Problem statement:
Where a line below holds the string "removed", that line goes into the answer.

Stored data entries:
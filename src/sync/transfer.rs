//! Image transfer through a local container engine
//!
//! Each verified image is pulled from the source, retagged for the
//! destination, pushed, and finally removed from the engine again.

use crate::concurrency::{WorkQueue, run_workers};
use crate::config::DEFAULT_POLL_TIMEOUT;
use crate::engine::{ContainerEngine, EngineFactory};
use crate::error::{ErrorKind, SyncError};
use crate::image::ImageRef;
use crate::logging::Logger;
use std::sync::Arc;
use std::time::Duration;

/// Furthest stage an image reached; stages only ever advance in this order.
#[derive(Debug, Clone, Copy, PartialEq, Eq, PartialOrd, Ord)]
pub enum SyncStage {
    Queued,
    Pulled,
    Tagged,
    Pushed,
    Cleaned,
}

#[derive(Debug, Clone, PartialEq, Eq)]
pub struct SyncOutcome {
    pub image: ImageRef,
    pub stage_reached: SyncStage,
    pub error: Option<SyncError>,
    pub cleanup_error: Option<SyncError>,
    /// Local image a failed run left on the engine
    pub left_on_engine: Option<String>,
}

impl SyncOutcome {
    fn new(image: ImageRef) -> Self {
        Self {
            image,
            stage_reached: SyncStage::Queued,
            error: None,
            cleanup_error: None,
            left_on_engine: None,
        }
    }

    /// The destination has the image, whether or not cleanup succeeded
    pub fn is_synced(&self) -> bool {
        self.stage_reached >= SyncStage::Pushed
    }
}

#[derive(Clone)]
pub struct SyncEngine {
    source_host: String,
    destination_host: String,
    engines: Arc<dyn EngineFactory>,
    concurrency: usize,
    poll_timeout: Duration,
    output: Logger,
}

impl SyncEngine {
    pub fn new(
        source_host: impl Into<String>,
        destination_host: impl Into<String>,
        engines: Arc<dyn EngineFactory>,
        output: Logger,
    ) -> Self {
        Self {
            source_host: source_host.into(),
            destination_host: destination_host.into(),
            engines,
            concurrency: 1,
            poll_timeout: DEFAULT_POLL_TIMEOUT,
            output,
        }
    }

    pub fn with_concurrency(mut self, concurrency: usize) -> Self {
        self.concurrency = concurrency.max(1);
        self
    }

    pub fn with_poll_timeout(mut self, poll_timeout: Duration) -> Self {
        self.poll_timeout = poll_timeout;
        self
    }

    /// Mirror a single image with the given engine handle.
    ///
    /// Pull or tag failure ends the image without cleanup. Once a push has
    /// been attempted both local tags are removed, and a failed removal is
    /// recorded separately from the transfer error.
    pub async fn sync_image(&self, engine: &dyn ContainerEngine, image: &ImageRef) -> SyncOutcome {
        let mut outcome = SyncOutcome::new(image.clone());
        let old = image.qualified(&self.source_host);
        let new = image.qualified(&self.destination_host);

        if let Err(e) = engine.pull(&old).await {
            outcome.error = Some(e.with_context(&format!("pull {}", old)));
            return outcome;
        }
        outcome.stage_reached = SyncStage::Pulled;

        if let Err(e) = engine.tag(&old, &new).await {
            outcome.error = Some(e.with_context(&format!("tag {} as {}", old, new)));
            outcome.left_on_engine = Some(old);
            return outcome;
        }
        outcome.stage_reached = SyncStage::Tagged;

        match engine.push(&new).await {
            Ok(()) => outcome.stage_reached = SyncStage::Pushed,
            Err(e) => outcome.error = Some(e.with_context(&format!("push {}", new))),
        }

        let mut cleanup_error = None;
        for local in [&new, &old] {
            if let Err(e) = engine.remove_image(local).await {
                self.output
                    .warning(&format!("Failed to remove local image {}: {}", local, e));
                if cleanup_error.is_none() {
                    cleanup_error = Some(e.with_context(&format!("remove {}", local)));
                }
            }
        }
        outcome.cleanup_error = cleanup_error;

        if outcome.stage_reached == SyncStage::Pushed && outcome.cleanup_error.is_none() {
            outcome.stage_reached = SyncStage::Cleaned;
        }
        outcome
    }

    /// Drain `queue` with the worker pool; every worker connects its own
    /// engine handle. Returns once all workers have exited.
    pub async fn run(&self, queue: Arc<WorkQueue<ImageRef>>) -> Vec<SyncOutcome> {
        let per_worker = run_workers("sync", self.concurrency, &self.output, |id| {
            let engine = self.clone();
            let queue = Arc::clone(&queue);

            async move {
                let handle = match engine.engines.connect() {
                    Ok(handle) => handle,
                    Err(e) => {
                        engine
                            .output
                            .error(&format!("Sync worker {} could not connect to engine: {}", id, e));
                        return Vec::new();
                    }
                };

                let mut outcomes = Vec::new();
                while let Some(image) = queue.recv_timeout(engine.poll_timeout).await {
                    engine.output.step(&format!(
                        "Worker {} syncing {} ({} left in queue)",
                        id,
                        image,
                        queue.len()
                    ));
                    let outcome = engine.sync_image(handle.as_ref(), &image).await;
                    engine.log_outcome(&outcome);
                    outcomes.push(outcome);
                }
                engine
                    .output
                    .verbose(&format!("Sync worker {} found the queue empty", id));
                outcomes
            }
        })
        .await;

        per_worker.into_iter().flatten().collect()
    }

    fn log_outcome(&self, outcome: &SyncOutcome) {
        if let Some(local) = &outcome.left_on_engine {
            self.output.warning(&format!(
                "{} was pulled but not cleaned up; remove it from the engine manually",
                local
            ));
        }
        match &outcome.error {
            None => self.output.success(&format!(
                "Synced {} to {}",
                outcome.image, self.destination_host
            )),
            Some(e) if outcome.stage_reached < SyncStage::Tagged && e.kind() == ErrorKind::NotFound => {
                self.output.warning(&format!(
                    "{} vanished since validation ({}): {}",
                    outcome.image,
                    e.kind(),
                    e
                ))
            }
            Some(e) => self.output.error(&format!(
                "Failed to sync {} ({}): {}",
                outcome.image,
                e.kind(),
                e
            )),
        }
    }
}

Result of this exercise:
//! destination, pushed, and finally removed from the engine again.
    /// been attempted both local tags are removed, and a failed removal is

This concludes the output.